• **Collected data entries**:
++++++++++

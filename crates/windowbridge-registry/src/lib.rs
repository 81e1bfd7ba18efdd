//! Window bookkeeping for windowbridge.
//!
//! This crate answers "which windows are alive right now?":
//!
//! 1. **Registry**: [`WindowRegistry`] keeps every window in a slot whose
//!    index never changes while the window lives. Closed windows leave an
//!    empty slot behind that a later window can reuse.
//! 2. **Resolution**: [`WindowResolver`] is implemented by the embedding
//!    application and maps windows to transport channels and back.
//!
//! # How it fits in the stack
//!
//! ```text
//! Message Server (above)  ← iterates live windows, resolves each to a channel
//!     ↕
//! Registry layer (this crate)
//!     ↕
//! Application (beside)  ← appends/releases slots as windows open and close
//! ```

mod error;
mod registry;
mod resolver;
mod slot;

pub use error::RegistryError;
pub use registry::WindowRegistry;
pub use resolver::WindowResolver;
pub use slot::{SlotIndex, WindowSlot};
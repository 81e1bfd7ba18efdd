//! Unified error type for windowbridge.

use windowbridge_protocol::ProtocolError;
use windowbridge_registry::RegistryError;
use windowbridge_transport::TransportError;

/// Wraps the error of every windowbridge layer.
///
/// The server and client return the transport's own error from their send
/// operations. This type is for application code that mixes registry
/// updates, codec calls and memory-transport sends and wants one error
/// type for `?`.
#[derive(Debug, thiserror::Error)]
pub enum WindowBridgeError {
    /// A memory-transport error (closed or unknown channel, framing).
    #[error(transparent)]
    Transport(#[from] TransportError),

    /// An encode/decode/validation error.
    #[error(transparent)]
    Protocol(#[from] ProtocolError),

    /// A registry misuse (release of an empty slot, reuse of an occupied
    /// one, unknown index).
    #[error(transparent)]
    Registry(#[from] RegistryError),
}
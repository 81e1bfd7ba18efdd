//! Codec trait and the JSON codec.
//!
//! windowbridge itself never needs bytes: the server and client hand
//! envelopes to a transport and let the transport decide how they travel.
//! Transports that *do* move bytes (a pipe, a socket, the in-memory
//! transport) use a [`Codec`] to frame envelopes.

use serde::{de::DeserializeOwned, Serialize};

use crate::ProtocolError;

/// Encodes values to bytes and decodes them back.
///
/// A transport holds one codec and runs every outbound [`Envelope`] through
/// [`encode`](Codec::encode) before queueing it, and every inbound frame
/// through [`decode`](Codec::decode) before raising `messageReceived`.
/// Swapping the codec changes the wire format without touching the
/// message server or client.
///
/// ## Trait bounds explained
///
/// - `Send + Sync`: the transport that owns the codec sits behind an
///   `Arc` and is reached from whichever tokio worker runs the send or
///   delivery, so the codec must be shareable across threads.
/// - `'static`: a codec owns its configuration outright and borrows
///   nothing, which lets it be stored in long-lived transports and moved
///   into spawned tasks.
///
/// ## Generic methods
///
/// Both methods are generic over the value type rather than fixed to
/// [`Envelope`], so the same codec can frame canned message payloads or a
/// transport's own control records:
///
/// - `encode<T: Serialize>` accepts anything serde can write out;
/// - `decode<T: DeserializeOwned>` produces anything serde can build.
///
/// `DeserializeOwned` instead of `Deserialize<'de>` means the decoded
/// value holds no borrows into `data`. Frames are dropped as soon as they
/// are decoded, so borrowed output would not outlive its buffer anyway.
///
/// [`Envelope`]: crate::Envelope
pub trait Codec: Send + Sync + 'static {
    /// Serializes a value into bytes.
    ///
    /// # Errors
    /// Returns [`ProtocolError::Encode`] if the value can't be represented.
    fn encode<T: Serialize>(
        &self,
        value: &T,
    ) -> Result<Vec<u8>, ProtocolError>;

    /// Deserializes bytes into a value.
    ///
    /// # Errors
    /// Returns [`ProtocolError::Decode`] if the bytes are malformed or
    /// don't match `T`.
    fn decode<T: DeserializeOwned>(
        &self,
        data: &[u8],
    ) -> Result<T, ProtocolError>;
}

/// A [`Codec`] using JSON via `serde_json`.
///
/// JSON keeps frames readable in logs and in browser devtools, which is
/// what a window-facing channel usually wants. Payloads are already
/// `serde_json::Value`s, so encoding never has to convert between data
/// models.
///
/// The cost is size and speed: numbers and field names travel as text,
/// and binary data has to be embedded as strings or arrays. A binary codec
/// can be slotted in through [`Codec`] if a transport ever needs one.
///
/// `JsonCodec` is a unit struct with no state, so it is `Copy` and every
/// transport can keep its own.
///
/// ```rust
/// use windowbridge_protocol::{Codec, Envelope, JsonCodec};
///
/// let codec = JsonCodec;
/// let env = Envelope::new("greet", serde_json::json!({ "x": 1 }));
///
/// let bytes = codec.encode(&env).unwrap();
/// let decoded: Envelope = codec.decode(&bytes).unwrap();
/// assert_eq!(env, decoded);
/// ```
#[derive(Debug, Clone, Copy, Default)]
pub struct JsonCodec;

impl Codec for JsonCodec {
    fn encode<T: Serialize>(
        &self,
        value: &T,
    ) -> Result<Vec<u8>, ProtocolError> {
        serde_json::to_vec(value).map_err(ProtocolError::Encode)
    }

    fn decode<T: DeserializeOwned>(
        &self,
        data: &[u8],
    ) -> Result<T, ProtocolError> {
        serde_json::from_slice(data).map_err(ProtocolError::Decode)
    }
}
//! Transport boundary for windowbridge.
//!
//! windowbridge never talks to an OS-level channel itself. The embedding
//! application supplies one [`BackendTransport`] in the backend process and
//! one [`ClientTransport`] per window, and the message server/client are
//! built on top of those two capabilities:
//!
//! - one outbound operation, `send`;
//! - one inbound notification, `messageReceived`, raised through
//!   [`MessageReceived`] whenever the underlying channel delivers data.
//!
//! The backend side addresses peers by an opaque channel handle (its
//! `Channel` associated type); the client side has a single peer and no
//! handle.
//!
//! ## Why associated types
//!
//! Each transport fixes its own channel handle and error type, so they
//! are associated types rather than generic parameters: a given transport
//! has exactly one of each, and code written against `T: BackendTransport`
//! names them as `T::Channel` and `T::Error` without threading extra type
//! parameters through the message server.
//!
//! ## Bounds on the handles
//!
//! - `Channel: Clone + PartialEq` so the server can copy a handle into a
//!   [`BackendInbound`] and compare it when excluding a sender from a
//!   broadcast. `Debug` is only there for log fields, and
//!   `Send + Sync + 'static` lets listeners capture handles. Nothing else
//!   is asked of it; the handle stays opaque.
//! - `Error: std::error::Error + Send + Sync + 'static` so transport
//!   failures can be wrapped by `thiserror` enums further up and carried
//!   across task boundaries.
//!
//! # Feature Flags
//!
//! - `memory` (default): an in-process transport over tokio channels,
//!   for tests, demos and single-process embeddings.

mod error;
#[cfg(feature = "memory")]
mod memory;

pub use error::TransportError;
#[cfg(feature = "memory")]
pub use memory::{MemoryBackend, MemoryClient, MemoryConfig};

use std::fmt;

use serde_json::Value;
use windowbridge_event::{EventEmitter, ListenerId};

/// Name of the single local event a transport raises.
pub const MESSAGE_RECEIVED: &str = "messageReceived";

/// Opaque identifier for one live channel.
///
/// Any `Clone + PartialEq` type works as a backend channel handle; this is
/// the one the memory transport hands out. Two handles are equal only if
/// they denote the same endpoint. A handle is meaningless once its
/// endpoint closes.
#[derive(Debug, Clone, Copy, PartialEq, Eq, Hash, PartialOrd, Ord)]
pub struct ChannelId(u64);

impl ChannelId {
    /// Creates a new `ChannelId` from a raw `u64`.
    pub fn new(id: u64) -> Self {
        Self(id)
    }

    /// Returns the underlying `u64` value.
    pub fn into_inner(self) -> u64 {
        self.0
    }
}

impl fmt::Display for ChannelId {
    fn fmt(&self, f: &mut fmt::Formatter<'_>) -> fmt::Result {
        write!(f, "ch-{}", self.0)
    }
}

// ---------------------------------------------------------------------------
// Inbound payloads
// ---------------------------------------------------------------------------

/// A message that arrived at the backend from one of its windows.
#[derive(Debug, Clone, PartialEq)]
pub struct BackendInbound<C> {
    /// Channel the message came in on.
    pub sender: C,
    pub name: String,
    pub data: Value,
}

/// A message that arrived at a window from the backend.
#[derive(Debug, Clone, PartialEq)]
pub struct ClientInbound {
    pub name: String,
    pub data: Value,
}

// ---------------------------------------------------------------------------
// MessageReceived
// ---------------------------------------------------------------------------

/// The `messageReceived` notification a transport raises.
///
/// A transport owns one of these and calls [`raise`](Self::raise) for every
/// inbound message; the message server or client subscribes to it.
pub struct MessageReceived<P> {
    emitter: EventEmitter<P>,
}

impl<P> MessageReceived<P> {
    pub fn new() -> Self {
        Self {
            emitter: EventEmitter::new(),
        }
    }

    /// Registers a callback for every inbound message.
    pub fn subscribe<F>(&self, listener: F) -> ListenerId
    where
        F: Fn(&P) + Send + Sync + 'static,
    {
        self.emitter.on(MESSAGE_RECEIVED, listener)
    }

    /// Removes a callback. Returns `false` if it wasn't subscribed.
    pub fn unsubscribe(&self, id: ListenerId) -> bool {
        self.emitter.off(MESSAGE_RECEIVED, id)
    }

    /// Notifies every subscriber, returning how many were notified.
    pub fn raise(&self, payload: &P) -> usize {
        self.emitter.dispatch(MESSAGE_RECEIVED, payload)
    }

    pub fn subscriber_count(&self) -> usize {
        self.emitter.listener_count(MESSAGE_RECEIVED)
    }
}

impl<P> Default for MessageReceived<P> {
    fn default() -> Self {
        Self::new()
    }
}

impl<P> fmt::Debug for MessageReceived<P> {
    fn fmt(&self, f: &mut fmt::Formatter<'_>) -> fmt::Result {
        f.debug_struct("MessageReceived")
            .field("subscribers", &self.subscriber_count())
            .finish()
    }
}

// ---------------------------------------------------------------------------
// Capability traits
// ---------------------------------------------------------------------------

/// The backend process's view of the transport: many peers, each behind
/// a channel handle.
///
/// The trait itself is `Send + Sync + 'static` because the message server
/// keeps the transport in an `Arc` and its inbound subscription may fire
/// from any thread the transport delivers on.
///
/// A transport that records writes instead of moving them is enough to
/// drive a server in tests:
///
/// ```rust
/// use std::sync::Mutex;
///
/// use serde_json::{json, Value};
/// use windowbridge_transport::{
///     BackendInbound, BackendTransport, MessageReceived, TransportError,
/// };
///
/// #[derive(Default)]
/// struct Recorder {
///     sent: Mutex<Vec<(u32, String)>>,
///     received: MessageReceived<BackendInbound<u32>>,
/// }
///
/// impl BackendTransport for Recorder {
///     type Channel = u32;
///     type Error = TransportError;
///
///     fn send(&self, channel: &u32, name: &str, _data: &Value) -> Result<(), TransportError> {
///         self.sent.lock().unwrap().push((*channel, name.to_string()));
///         Ok(())
///     }
///
///     fn message_received(&self) -> &MessageReceived<BackendInbound<u32>> {
///         &self.received
///     }
/// }
///
/// let transport = Recorder::default();
/// transport.send(&7, "refresh", &json!(null)).unwrap();
/// assert_eq!(*transport.sent.lock().unwrap(), vec![(7, "refresh".to_string())]);
/// ```
pub trait BackendTransport: Send + Sync + 'static {
    /// Handle identifying one live window channel.
    type Channel: Clone + PartialEq + fmt::Debug + Send + Sync + 'static;
    /// Error returned by [`send`](Self::send). windowbridge passes it
    /// through to its callers untouched.
    type Error: std::error::Error + Send + Sync + 'static;

    /// Writes one envelope to `channel`.
    ///
    /// What happens for a channel whose window already closed is up to the
    /// transport; the memory transport returns an error.
    fn send(
        &self,
        channel: &Self::Channel,
        name: &str,
        data: &Value,
    ) -> Result<(), Self::Error>;

    /// The inbound notification, carrying the originating channel.
    fn message_received(
        &self,
    ) -> &MessageReceived<BackendInbound<Self::Channel>>;
}

/// A window's view of the transport: exactly one peer, the backend.
pub trait ClientTransport: Send + Sync + 'static {
    /// Error returned by [`send`](Self::send).
    type Error: std::error::Error + Send + Sync + 'static;

    /// Writes one envelope to the backend.
    fn send(&self, name: &str, data: &Value) -> Result<(), Self::Error>;

    /// The inbound notification.
    fn message_received(&self) -> &MessageReceived<ClientInbound>;
}

#[cfg(test)]
mod tests {
    use super::*;
    use std::sync::atomic::{AtomicUsize, Ordering};
    use std::sync::Arc;

    #[test]
    fn test_channel_id_new_and_into_inner() {
        assert_eq!(ChannelId::new(42).into_inner(), 42);
    }

    #[test]
    fn test_channel_id_display() {
        assert_eq!(ChannelId::new(7).to_string(), "ch-7");
    }

    #[test]
    fn test_channel_id_equality() {
        assert_eq!(ChannelId::new(1), ChannelId::new(1));
        assert_ne!(ChannelId::new(1), ChannelId::new(2));
    }

    #[test]
    fn test_message_received_raise_reaches_every_subscriber() {
        let received = MessageReceived::<ClientInbound>::new();
        let hits = Arc::new(AtomicUsize::new(0));
        for _ in 0..2 {
            let hits = Arc::clone(&hits);
            received.subscribe(move |_| {
                hits.fetch_add(1, Ordering::SeqCst);
            });
        }

        let n = received.raise(&ClientInbound {
            name: "greet".into(),
            data: Value::Null,
        });

        assert_eq!(n, 2);
        assert_eq!(hits.load(Ordering::SeqCst), 2);
    }

    #[test]
    fn test_message_received_unsubscribe() {
        let received = MessageReceived::<ClientInbound>::new();
        let id = received.subscribe(|_| {});

        assert_eq!(received.subscriber_count(), 1);
        assert!(received.unsubscribe(id));
        assert_eq!(received.subscriber_count(), 0);
        assert!(!received.unsubscribe(id));
    }
}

++++++++++

• **What the task asks**:
If a line in the entries above holds the word "borrows", count it; then report the total alone.

• **Your solution**:
2